Option 2 can be made work without a serializer by using a View but if the model contains a lot of fields, and only some are required to be in the JSON, it would be a somewhat ugly hack to build the endpoint without a serializer.
Solution 1:
Possible solution:
views.py
class IceCreamCompanyViewSet(viewsets.ModelViewSet):
queryset = IceCreamCompany.objects.all()
serializer_class = IceCreamCompanySerializer
def get_queryset(self):
return IceCreamCompany.objects.annotate(
total_trucks=Count('trucks'),
total_capacity=Sum('trucks__capacity')
)
serializers.py
class IceCreamCompanySerializer(serializers.ModelSerializer):
total_trucks = serializers.IntegerField()
total_capacity = serializers.IntegerField()
class Meta:
model = IceCreamCompany
fields = ('name', 'total_trucks', 'total_capacity')
By using Serializer fields I got a small example to work. The fields must be declared as the serializer's class attributes so DRF won't throw an error about them not existing in the IceCreamCompany model.
Solution 2:
I made a slight simplification of elnygreen's answer by annotating the queryset when I defined it. Then I don't need to override get_queryset()
.
# views.py
class IceCreamCompanyViewSet(viewsets.ModelViewSet):
queryset = IceCreamCompany.objects.annotate(
total_trucks=Count('trucks'),
total_capacity=Sum('trucks__capacity'))
serializer_class = IceCreamCompanySerializer
# serializers.py
class IceCreamCompanySerializer(serializers.ModelSerializer):
total_trucks = serializers.IntegerField()
total_capacity = serializers.IntegerField()
class Meta:
model = IceCreamCompany
fields = ('name', 'total_trucks', 'total_capacity')
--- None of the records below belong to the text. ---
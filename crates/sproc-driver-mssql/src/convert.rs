//! Cell conversion from tiberius column data

use crate::MssqlError;
use chrono::{Duration, NaiveDate, NaiveDateTime, NaiveTime};
use sproc_core::Value;
use tiberius::{ColumnData, Row};

type Result<T> = std::result::Result<T, MssqlError>;

/// Convert a tiberius row into cells by consuming it
pub fn row_to_values(row: Row) -> Result<Vec<Value>> {
    row.into_iter().map(column_data_to_value).collect()
}

/// Convert one tiberius cell to a [`Value`]
pub fn column_data_to_value(col_data: ColumnData<'static>) -> Result<Value> {
    let value = match col_data {
        ColumnData::Bit(v) => v.map_or(Value::Null, Value::Bool),
        ColumnData::U8(v) => v.map_or(Value::Null, Value::UInt8),
        ColumnData::I16(v) => v.map_or(Value::Null, Value::Int16),
        ColumnData::I32(v) => v.map_or(Value::Null, Value::Int32),
        ColumnData::I64(v) => v.map_or(Value::Null, Value::Int64),
        ColumnData::F32(v) => v.map_or(Value::Null, Value::Float32),
        ColumnData::F64(v) => v.map_or(Value::Null, Value::Float64),
        ColumnData::String(v) => v.map_or(Value::Null, |s| Value::String(s.into_owned())),
        ColumnData::Guid(v) => v.map_or(Value::Null, Value::Uuid),
        ColumnData::Binary(v) => v.map_or(Value::Null, |b| Value::Bytes(b.into_owned())),
        ColumnData::Numeric(v) => v.map_or(Value::Null, |n| Value::Decimal(n.to_string())),
        ColumnData::Xml(v) => v.map_or(Value::Null, |x| {
            Value::String(x.into_owned().into_string())
        }),
        ColumnData::DateTime(None)
        | ColumnData::SmallDateTime(None)
        | ColumnData::DateTime2(None)
        | ColumnData::DateTimeOffset(None)
        | ColumnData::Date(None)
        | ColumnData::Time(None) => Value::Null,
        ColumnData::DateTime(Some(v)) => {
            let fragments = u64::from(v.seconds_fragments());
            let time = time_of_day(fragments / 300, (fragments % 300) * 1_000_000_000 / 300)?;
            Value::DateTime(NaiveDateTime::new(
                date_from_days(1900, i64::from(v.days()))?,
                time,
            ))
        }
        ColumnData::SmallDateTime(Some(v)) => {
            let time = time_of_day(u64::from(v.seconds_fragments()) * 60, 0)?;
            Value::DateTime(NaiveDateTime::new(
                date_from_days(1900, i64::from(v.days()))?,
                time,
            ))
        }
        ColumnData::DateTime2(Some(v)) => Value::DateTime(datetime2(&v)?),
        ColumnData::DateTimeOffset(Some(v)) => {
            // the stored date and time are already UTC; the offset is display only
            let naive = datetime2(&v.datetime2())?;
            Value::DateTimeUtc(naive.and_utc())
        }
        ColumnData::Date(Some(v)) => Value::Date(date_from_days(1, i64::from(v.days()))?),
        ColumnData::Time(Some(v)) => Value::Time(scaled_time(v.increments(), v.scale())?),
    };
    Ok(value)
}

fn date_from_days(base_year: i32, days: i64) -> Result<NaiveDate> {
    NaiveDate::from_ymd_opt(base_year, 1, 1)
        .and_then(|base| base.checked_add_signed(Duration::days(days)))
        .ok_or_else(|| {
            MssqlError::TypeConversion(format!("{days} days after {base_year}-01-01 is out of range"))
        })
}

fn time_of_day(seconds: u64, nanos: u64) -> Result<NaiveTime> {
    let out_of_range =
        || MssqlError::TypeConversion(format!("{seconds}s {nanos}ns is not a time of day"));
    let seconds = u32::try_from(seconds).map_err(|_| out_of_range())?;
    let nanos = u32::try_from(nanos).map_err(|_| out_of_range())?;
    NaiveTime::from_num_seconds_from_midnight_opt(seconds, nanos).ok_or_else(out_of_range)
}

/// Time stored as `increments` units of 10^-scale seconds
fn scaled_time(increments: u64, scale: u8) -> Result<NaiveTime> {
    let scale = u32::from(scale.min(9));
    let per_second = 10u64.pow(scale);
    let nanos_per_increment = 10u64.pow(9 - scale);
    time_of_day(
        increments / per_second,
        (increments % per_second) * nanos_per_increment,
    )
}

fn datetime2(v: &tiberius::time::DateTime2) -> Result<NaiveDateTime> {
    let date = date_from_days(1, i64::from(v.date().days()))?;
    let time = scaled_time(v.time().increments(), v.time().scale())?;
    Ok(NaiveDateTime::new(date, time))
}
As elnygreen said, the fields must be declared as the serializer's class attributes to avoid an error about them not existing in the IceCreamCompany model.
Solution 3:
You can hack the ModelSerializer constructor to modify the queryset it's passed by a view or viewset.
class IceCreamCompanySerializer(serializers.ModelSerializer):
total_trucks = serializers.IntegerField(readonly=True)
total_capacity = serializers.IntegerField(readonly=True)
class Meta:
model = IceCreamCompany
fields = ('name', 'total_trucks', 'total_capacity')
def __new__(cls, *args, **kwargs):
if args and isinstance(args[0], QuerySet):
queryset = cls._build_queryset(args[0])
args = (queryset, ) + args[1:]
return super().__new__(cls, *args, **kwargs)
@classmethod
def _build_queryset(cls, queryset):
# modify the queryset here
return queryset.annotate(
total_trucks=...,
total_capacity=...,
)
There is no significance in the name _build_queryset
(it's not overriding anything), it just allows us to keep the bloat out of the constructor.